WHAT NEEDS TO BE DONE.
Without omitting anything, return the records precisely as given.

(DATA SUPPLIED Opens)

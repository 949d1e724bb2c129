//! Transport state machine.
//!
//! `next_state` is the complete transition table. Anything it does not list is rejected, and
//! the player reports the rejection as `commandIgnored` instead of changing state.

use media_engine_types::{CommandKind, TransportState};

/// Input to the transport state machine.
#[derive(Clone, Copy, Debug, PartialEq, Eq)]
pub enum Trigger {
    /// A new track was requested (play, next, previous, skip).
    Play,
    /// Resolution succeeded and the sink confirmed start.
    Started,
    ResolveFailed,
    Pause,
    Resume,
    /// Resume found the stream expired and must resolve again.
    Reload,
    Underrun,
    Recovered,
    TrackEnded,
    /// Ended with a queue successor.
    Advance,
    /// Ended without a queue successor.
    Exhausted,
    Retry,
    SinkFailed,
    Stop,
}

impl Trigger {
    /// Command reported when this trigger is rejected.
    pub fn command(self) -> Option<CommandKind> {
        match self {
            Trigger::Play => Some(CommandKind::Play),
            Trigger::Pause => Some(CommandKind::Pause),
            Trigger::Resume | Trigger::Reload => Some(CommandKind::Resume),
            Trigger::Retry => Some(CommandKind::Retry),
            Trigger::Stop => Some(CommandKind::Stop),
            _ => None,
        }
    }
}

pub fn next_state(state: TransportState, trigger: Trigger) -> Option<TransportState> {
    use TransportState::*;

    let next = match (state, trigger) {
        (_, Trigger::Stop) => Idle,
        (_, Trigger::Play) => Loading,
        (Loading, Trigger::Started) => Playing,
        (Loading, Trigger::ResolveFailed) => Error,
        (Playing, Trigger::Pause) => Paused,
        (Paused, Trigger::Resume) => Playing,
        (Paused, Trigger::Reload) => Loading,
        (Playing, Trigger::Underrun) => Buffering,
        (Buffering, Trigger::Recovered) => Playing,
        (Playing, Trigger::TrackEnded) => Ended,
        (Ended, Trigger::Advance) => Loading,
        (Ended, Trigger::Exhausted) => Idle,
        (Error, Trigger::Retry) => Loading,
        (Loading | Playing | Paused | Buffering, Trigger::SinkFailed) => Error,
        _ => return None,
    };
    Some(next)
}

/// Current transport state with checked transitions.
#[derive(Debug, Default)]
pub struct TransportMachine {
    state: TransportState,
}

impl TransportMachine {
    pub fn state(&self) -> TransportState {
        self.state
    }

    /// Apply `trigger`; returns `(previous, next)` when the transition exists.
    pub fn fire(&mut self, trigger: Trigger) -> Option<(TransportState, TransportState)> {
        let previous = self.state;
        let next = next_state(previous, trigger)?;
        self.state = next;
        Some((previous, next))
    }

    pub fn allows(&self, trigger: Trigger) -> bool {
        next_state(self.state, trigger).is_some()
    }
}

(DATA SUPPLIED Closes)

REPLY TO THE TASK.
repository 949d1e724bb2c129
//! Transport state machine.
//!
//! `next_state` is the complete transition table. Anything it does not list is rejected, and
//! the player reports the rejection as `commandIgnored` instead of changing state.

use media_engine_types::{CommandKind, TransportState};

/// Input to the transport state machine.
#[derive(Clone, Copy, Debug, PartialEq, Eq)]
pub enum Trigger {
    /// A new track was requested (play, next, previous, skip).
    Play,
    /// Resolution succeeded and the sink confirmed start.
    Started,
    ResolveFailed,
    Pause,
    Resume,
    /// Resume found the stream expired and must resolve again.
    Reload,
    Underrun,
    Recovered,
    TrackEnded,
    /// Ended with a queue successor.
    Advance,
    /// Ended without a queue successor.
    Exhausted,
    Retry,
    SinkFailed,
    Stop,
}

impl Trigger {
    /// Command reported when this trigger is rejected.
    pub fn command(self) -> Option<CommandKind> {
        match self {
            Trigger::Play => Some(CommandKind::Play),
            Trigger::Pause => Some(CommandKind::Pause),
            Trigger::Resume | Trigger::Reload => Some(CommandKind::Resume),
            Trigger::Retry => Some(CommandKind::Retry),
            Trigger::Stop => Some(CommandKind::Stop),
            _ => None,
        }
    }
}

pub fn next_state(state: TransportState, trigger: Trigger) -> Option<TransportState> {
    use TransportState::*;

    let next = match (state, trigger) {
        (_, Trigger::Stop) => Idle,
        (_, Trigger::Play) => Loading,
        (Loading, Trigger::Started) => Playing,
        (Loading, Trigger::ResolveFailed) => Error,
        (Playing, Trigger::Pause) => Paused,
        (Paused, Trigger::Resume) => Playing,
        (Paused, Trigger::Reload) => Loading,
        (Playing, Trigger::Underrun) => Buffering,
        (Buffering, Trigger::Recovered) => Playing,
        (Playing, Trigger::TrackEnded) => Ended,
        (Ended, Trigger::Advance) => Loading,
        (Ended, Trigger::Exhausted) => Idle,
        (Error, Trigger::Retry) => Loading,
        (Loading | Playing | Paused | Buffering, Trigger::SinkFailed) => Error,
        _ => return None,
    };
    Some(next)
}

/// Current transport state with checked transitions.
#[derive(Debug, Default)]
pub struct TransportMachine {
    state: TransportState,
}

impl TransportMachine {
    pub fn state(&self) -> TransportState {
        self.state
    }

    /// Apply `trigger`; returns `(previous, next)` when the transition exists.
    pub fn fire(&mut self, trigger: Trigger) -> Option<(TransportState, TransportState)> {
        let previous = self.state;
        let next = next_state(previous, trigger)?;
        self.state = next;
        Some((previous, next))
    }

    pub fn allows(&self, trigger: Trigger) -> bool {
        next_state(self.state, trigger).is_some()
    }
}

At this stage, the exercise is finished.